ALBANY, Ga. -- If it can convince the Obama administration to approve its wood-burning conversion, Georgia Power's Plant Mitchell in south Dougherty County will become one of the nation's largest biomass-fueled power facilities, officials say.
The planned retrofit of the coal-burning plant has been mired in regulatory hurdles and the plant, which originally was going to begin burning the renewable fuel last July, likely won't fire up before 2017.
Craig Barrs, Georgia Power's executive vice president for external affairs, told the Dougherty County Rotary Club Tuesday that converting Plant Mitchell's power source "was the right thing to do."
"Is it the right thing to do to close it down and retire the unit or to retrofit it?" Barrs asked. "We think we should convert it, but we have to wait on the rules from the (Environmental Protection Administration)."
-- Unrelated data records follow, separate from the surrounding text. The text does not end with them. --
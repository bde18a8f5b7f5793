//! Solid-color generation for synthetic frames
//!
//! Every frame is a single uniform color. Two policies are supported:
//! independent random Y/U/V components, or a random RGB triple converted
//! with the BT.601 matrix.

use rand::rngs::StdRng;
use rand::{Rng, SeedableRng};

/// A YUV color (one value per plane)
#[derive(Debug, Clone, Copy, PartialEq, Eq, Default)]
pub struct Yuv {
    pub y: u8,
    pub u: u8,
    pub v: u8,
}

impl Yuv {
    pub fn new(y: u8, u: u8, v: u8) -> Self {
        Self { y, u, v }
    }
}

/// An RGB color
#[derive(Debug, Clone, Copy, PartialEq, Eq, Default)]
pub struct Rgb {
    pub r: u8,
    pub g: u8,
    pub b: u8,
}

impl Rgb {
    pub fn new(r: u8, g: u8, b: u8) -> Self {
        Self { r, g, b }
    }

    /// Convert to YUV using BT.601 coefficients.
    ///
    /// ```text
    /// Y =  0.299R + 0.587G + 0.114B
    /// U = -0.169R - 0.331G + 0.5B   + 128
    /// V =  0.5R   - 0.419G - 0.081B + 128
    /// ```
    ///
    /// Each component is rounded to nearest and clamped to `0..=255`.
    pub fn to_yuv(self) -> Yuv {
        let r = f64::from(self.r);
        let g = f64::from(self.g);
        let b = f64::from(self.b);

        let y = 0.299 * r + 0.587 * g + 0.114 * b;
        let u = -0.169 * r - 0.331 * g + 0.5 * b + 128.0;
        let v = 0.5 * r - 0.419 * g - 0.081 * b + 128.0;

        Yuv::new(to_u8(y), to_u8(u), to_u8(v))
    }
}

fn to_u8(value: f64) -> u8 {
    value.round().clamp(0.0, 255.0) as u8
}

/// Color generation policy
#[derive(Debug, Clone, Copy, PartialEq, Eq, Default)]
pub enum ColorMode {
    /// Three independent random 8-bit Y/U/V values
    #[default]
    RandomYuv,
    /// Random RGB triple converted with BT.601
    RandomRgb,
}

/// Produces one color per frame
#[derive(Debug)]
pub struct ColorGenerator {
    mode: ColorMode,
    rng: StdRng,
}

impl ColorGenerator {
    /// Create a generator seeded from system entropy
    pub fn new(mode: ColorMode) -> Self {
        Self {
            mode,
            rng: StdRng::from_entropy(),
        }
    }

    /// Create a reproducible generator
    pub fn with_seed(mode: ColorMode, seed: u64) -> Self {
        Self {
            mode,
            rng: StdRng::seed_from_u64(seed),
        }
    }

    pub fn mode(&self) -> ColorMode {
        self.mode
    }

    /// Pick the color for the next frame
    pub fn next_color(&mut self) -> Yuv {
        match self.mode {
            ColorMode::RandomYuv => Yuv::new(self.rng.gen(), self.rng.gen(), self.rng.gen()),
            ColorMode::RandomRgb => {
                Rgb::new(self.rng.gen(), self.rng.gen(), self.rng.gen()).to_yuv()
            }
        }
    }
}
If the plant can be successfully converted from coal to biomass fired, it would mean tons of wood material would be brought by rail car and trucks into Dougherty County each day, he said.
"There are some who have called us the Saudi Arabia of biomass," Barrs said. "Once up and operational, we're predicting that it would take about 100 tractor-trailer loads a day to keep it burning, which would create cottage industries in trucking and harvesting."
The plant would most likely burn tree stumps, tree tops and other parts of trees that aren't used for construction.
Southern Company, the parent of Georgia Power, currently operates another biomass plant in Nacogdoches, Texas, but Barrs said that Plant Mitchell would would be considerably larger than that operation.
Renewables are an emerging part of Georgia Power's energy portfolio, but remain only a small part of it.
Coal remains the largest contributor to the company's power, but growing regulatory and political constraints are causing it drop rapidly. It is increasingly being replaced by natural gas, Barrs said, as engineers work to perfect the practice of fracking and more efficiently tapping into the country's more than 200 year reserve of natural gas.
Nuclear energy makes up about 20 percent of Georgia Power's portfolio. The two new reactors at Plant Vogtle are among the few new nuclear energy projects under way since the Carter and Reagan administrations all but put a moratorium on nuclear power plant construction.
While U.S. has lagged in nuclear power development over the last 30 years, the rest of the world hasn't, Barrs said.
China is currently working on 30 new nuclear projects, while Russia has 10 in the pipeline and India has nine.
The U.S. has started work on just four new nuclear reactors -- two in Georgia and two in South Carolina -- since the 1980s.
When asked about what majors and specialities upcoming high school and college students should focus on if they want a promising career going forward, Barrs recommended electrical engineering.
"We're facing a real shortage in electrical engineers now," Barrs said. "We need good, quality engineers to graduate college and go back out into the communities of this state. They're vital to our success."